• _Your goal_
Beneath this task are records; tally the lines in them that contain "String" and report only the number.
[Stored data Boundary: Start]
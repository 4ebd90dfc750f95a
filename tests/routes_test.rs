// ==========================================
// 路由集成测试
// ==========================================
// 测试范围: 状态码映射 / 错误体结构 / 404 / 405 / 422
// ==========================================

mod test_helpers;

use freight_fulfillment::app::{handle, AppState, HttpResponse};
use serde_json::{json, Value};
use test_helpers::*;

fn setup() -> (tempfile::NamedTempFile, AppState) {
    let (tmp, db_path) = create_test_db().unwrap();
    {
        let conn = open_conn(&db_path);
        seed_booking(&conn, "BK1", "BKG0001", "SGSIN");
        seed_demand(&conn, "BK1", "40HC", 1, false);
        seed_container(&conn, "C1", "40HC", "SGSIN", "AVAILABLE", None);
        // 截止时间早已过去
        set_cutoffs(
            &conn,
            "BK1",
            Some("2020-01-01 00:00:00"),
            Some("2020-01-01 00:00:00"),
            None,
        );
        seed_vgm(&conn, "T1", "BK1", "PENDING");
    }
    let state = AppState::new(db_path).unwrap();
    (tmp, state)
}

fn call(state: &AppState, method: &str, path: &str, body: Value) -> HttpResponse {
    handle(state, method, path, body, "tester")
}

fn error_code(resp: &HttpResponse) -> &str {
    resp.body["error"]["code"].as_str().unwrap_or_default()
}

#[test]
fn test_allocate_then_duplicate() {
    let (_tmp, state) = setup();
    let body = json!({ "released_to_type": "TRUCKER", "released_to_id": "TRK-001" });

    let created = call(&state, "POST", "/bookings/BK1/release-order", body.clone());
    assert_eq!(created.status, 201);
    assert_eq!(created.body["containers"][0]["container_id"], "C1");

    let fetched = call(&state, "GET", "/bookings/BK1/release-order", Value::Null);
    assert_eq!(fetched.status, 200);
    assert_eq!(fetched.body["cro_no"], created.body["cro_no"]);

    let duplicate = call(&state, "POST", "/bookings/BK1/release-order", body);
    assert_eq!(duplicate.status, 409);
    assert_eq!(error_code(&duplicate), "RELEASE_ORDER_EXISTS");
}

#[test]
fn test_unknown_route_and_method() {
    let (_tmp, state) = setup();

    let missing = call(&state, "GET", "/containers/C1", Value::Null);
    assert_eq!(missing.status, 404);
    assert_eq!(error_code(&missing), "ROUTE_NOT_FOUND");

    let wrong_method = call(&state, "DELETE", "/bookings/BK1/release-order", Value::Null);
    assert_eq!(wrong_method.status, 405);
    assert_eq!(error_code(&wrong_method), "METHOD_NOT_ALLOWED");
}

#[test]
fn test_malformed_body_is_unprocessable() {
    let (_tmp, state) = setup();

    let resp = call(
        &state,
        "POST",
        "/bookings/BK1/release-order",
        json!({ "released_to_type": "SPACESHIP", "released_to_id": "X" }),
    );
    assert_eq!(resp.status, 422);
    assert_eq!(error_code(&resp), "INVALID_INPUT");
}

#[test]
fn test_validation_failure_lists_fields() {
    let (_tmp, state) = setup();

    let resp = call(
        &state,
        "PATCH",
        "/bookings/BK1/vgm/T1",
        json!({ "container_no": "BAD", "verified_gross_mass_kg": 0.0 }),
    );
    assert_eq!(resp.status, 422);
    assert_eq!(error_code(&resp), "VALIDATION_FAILED");
    let fields: Vec<&str> = resp.body["error"]["details"]
        .as_array()
        .unwrap()
        .iter()
        .filter_map(|v| v["field"].as_str())
        .collect();
    assert_eq!(fields, vec!["container_no", "verified_gross_mass_kg"]);
}

#[test]
fn test_vgm_after_cutoff_is_forbidden() {
    let (_tmp, state) = setup();

    let resp = call(
        &state,
        "PATCH",
        "/bookings/BK1/vgm/T1",
        json!({ "verified_gross_mass_kg": 20000.0 }),
    );
    assert_eq!(resp.status, 403);
    assert_eq!(error_code(&resp), "CUTOFF_PASSED");
    assert_eq!(resp.body["error"]["details"]["reason"], "CUTOFF_PASSED");

    let history = call(&state, "GET", "/documents/VGM_TRANSMISSION/T1/versions", Value::Null);
    assert_eq!(history.status, 200);
    assert_eq!(history.body.as_array().map(|a| a.len()), Some(0));
}

#[test]
fn test_unknown_booking_is_not_found() {
    let (_tmp, state) = setup();

    let resp = call(
        &state,
        "POST",
        "/bookings/NOPE/import-declaration",
        json!({ "declaration_no": "IMP-1", "declared_value_minor": 100 }),
    );
    assert_eq!(resp.status, 404);
    assert_eq!(error_code(&resp), "NOT_FOUND");
}

#[test]
fn test_depot_detention_prefers_depot_specific_term() {
    let (tmp, state) = setup();
    {
        let conn = open_conn(tmp.path().to_str().unwrap());
        seed_detention_term(&conn, "G1", None, 14, "2021-01-01 00:00:00", None);
        seed_detention_term(&conn, "D1", Some("SGSIN"), 7, "2020-01-01 00:00:00", None);
        seed_detention_term(&conn, "D0", Some("SGSIN"), 30, "2019-01-01 00:00:00", Some("2019-12-31 00:00:00"));
    }

    let resp = call(&state, "GET", "/depots/SGSIN/detention", Value::Null);
    assert_eq!(resp.status, 200);
    assert_eq!(resp.body["free_days"], 7);
    assert_eq!(resp.body["term_id"], "D1");

    let global = call(&state, "GET", "/depots/CNSHA/detention", Value::Null);
    assert_eq!(global.status, 200);
    assert_eq!(global.body["term_id"], "G1");

    let rejected = call(&state, "POST", "/depots/SGSIN/detention", Value::Null);
    assert_eq!(rejected.status, 405);
}
// ==========================================
// 日志系统初始化
// ==========================================
// 使用 tracing 和 tracing-subscriber
// 支持环境变量配置日志级别
// ==========================================

use tracing_subscriber::{fmt, EnvFilter};

/// 初始化日志系统
///
/// # 环境变量
/// - RUST_LOG: 日志级别过滤器（默认: info）
///   例如: RUST_LOG=debug 或 RUST_LOG=freight_fulfillment=trace
/// - FREIGHT_FULFILLMENT_LOG_JSON=1: 输出 JSON 格式日志（便于日志平台采集）
///
/// # 示例
/// ```no_run
/// use freight_fulfillment::logging;
/// logging::init();
/// ```
pub fn init() {
    // 从环境变量读取日志级别，默认为 info
    let filter = EnvFilter::try_from_default_env().unwrap_or_else(|_| EnvFilter::new("info"));

    let json = std::env::var("FREIGHT_FULFILLMENT_LOG_JSON")
        .map(|v| matches!(v.trim(), "1" | "true" | "yes"))
        .unwrap_or(false);

    if json {
        fmt()
            .json()
            .with_env_filter(filter)
            .with_target(true)
            .with_line_number(true)
            .init();
    } else {
        fmt()
            .with_env_filter(filter)
            .with_target(true)
            .with_thread_ids(false)
            .with_line_number(true)
            .init();
    }
}

/// 初始化测试环境的日志系统
///
/// 使用更详细的日志级别，便于调试；重复调用安全
pub fn init_test() {
    let _ = fmt()
        .with_env_filter(EnvFilter::new("debug"))
        .with_test_writer()
        .try_init();
}
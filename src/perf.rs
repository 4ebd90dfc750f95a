use rusqlite::Connection;
use std::cell::Cell;
use std::sync::atomic::{AtomicBool, AtomicU64, Ordering};
use std::time::{Duration, Instant};

static PERF_SQL_ENABLED: AtomicBool = AtomicBool::new(false);
static SLOW_SQL_THRESHOLD_MS: AtomicU64 = AtomicU64::new(0);

thread_local! {
    static PERF_DEPTH: Cell<u32> = Cell::new(0);
    static SQL_COUNT: Cell<u64> = Cell::new(0);
    static SLOW_SQL_COUNT: Cell<u64> = Cell::new(0);
}

fn is_true(v: &str) -> bool {
    matches!(
        v.trim().to_lowercase().as_str(),
        "1" | "true" | "yes" | "y" | "on"
    )
}

fn truncate_sql(sql: &str, max_len: usize) -> String {
    let s = sql.trim().replace('\n', " ");
    if s.chars().count() <= max_len {
        return s;
    }
    let head: String = s.chars().take(max_len).collect();
    format!("{}…", head)
}

/// 安装 SQLite 语句 trace/profile（用于 SQL 计数 + 慢查询日志）
///
/// 开关：
/// - Debug 默认开启；Release 默认关闭
/// - `FREIGHT_FULFILLMENT_PERF_SQL=1` 强制开启
/// - `FREIGHT_FULFILLMENT_SLOW_SQL_MS=50` 配置慢 SQL 阈值（毫秒）
pub fn install_sqlite_tracing(conn: &mut Connection) {
    let enabled = match std::env::var("FREIGHT_FULFILLMENT_PERF_SQL") {
        Ok(v) => is_true(&v),
        Err(_) => cfg!(debug_assertions),
    };

    PERF_SQL_ENABLED.store(enabled, Ordering::Relaxed);

    if !enabled {
        conn.trace(None);
        conn.profile(None);
        return;
    }

    let slow_ms = std::env::var("FREIGHT_FULFILLMENT_SLOW_SQL_MS")
        .ok()
        .and_then(|v| v.trim().parse::<u64>().ok())
        .unwrap_or(if cfg!(debug_assertions) { 50 } else { 200 });
    SLOW_SQL_THRESHOLD_MS.store(slow_ms, Ordering::Relaxed);

    conn.trace(Some(sql_trace_callback));
    conn.profile(Some(sql_profile_callback));
}

fn sql_trace_callback(_sql: &str) {
    if !PERF_SQL_ENABLED.load(Ordering::Relaxed) {
        return;
    }
    let active = PERF_DEPTH.with(|d| d.get() > 0);
    if !active {
        return;
    }
    SQL_COUNT.with(|c| c.set(c.get().saturating_add(1)));
}

fn sql_profile_callback(sql: &str, duration: Duration) {
    if !PERF_SQL_ENABLED.load(Ordering::Relaxed) {
        return;
    }

    let ms = duration.as_millis() as u64;
    let threshold = SLOW_SQL_THRESHOLD_MS.load(Ordering::Relaxed);
    if threshold > 0 && ms >= threshold {
        tracing::warn!(
            target: "slow_sql",
            duration_ms = ms,
            sql = %truncate_sql(sql, 420),
            "slow sql"
        );
        if PERF_DEPTH.with(|d| d.get() > 0) {
            SLOW_SQL_COUNT.with(|c| c.set(c.get().saturating_add(1)));
        }
    }
}

/// 性能统计 Guard：记录 elapsed_ms + SQL 语句数 + 慢 SQL 数
///
/// ```ignore
/// let _perf = freight_fulfillment::perf::PerfGuard::new("route.allocate_release_order");
/// ```
pub struct PerfGuard {
    op: &'static str,
    start: Instant,
    sql_start: u64,
    slow_sql_start: u64,
}

impl PerfGuard {
    pub fn new(op: &'static str) -> Self {
        PERF_DEPTH.with(|d| d.set(d.get().saturating_add(1)));
        Self {
            op,
            start: Instant::now(),
            sql_start: SQL_COUNT.with(|c| c.get()),
            slow_sql_start: SLOW_SQL_COUNT.with(|c| c.get()),
        }
    }
}

impl Drop for PerfGuard {
    fn drop(&mut self) {
        let elapsed_ms = self.start.elapsed().as_millis() as u64;
        let sql_count = SQL_COUNT.with(|c| c.get()).saturating_sub(self.sql_start);
        let slow_sql_count = SLOW_SQL_COUNT
            .with(|c| c.get())
            .saturating_sub(self.slow_sql_start);

        tracing::info!(
            target: "perf",
            op = self.op,
            elapsed_ms,
            sql_count,
            slow_sql_count,
            "done"
        );

        PERF_DEPTH.with(|d| d.set(d.get().saturating_sub(1)));
    }
}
[Stored data Boundary: End]
• _Response area_
2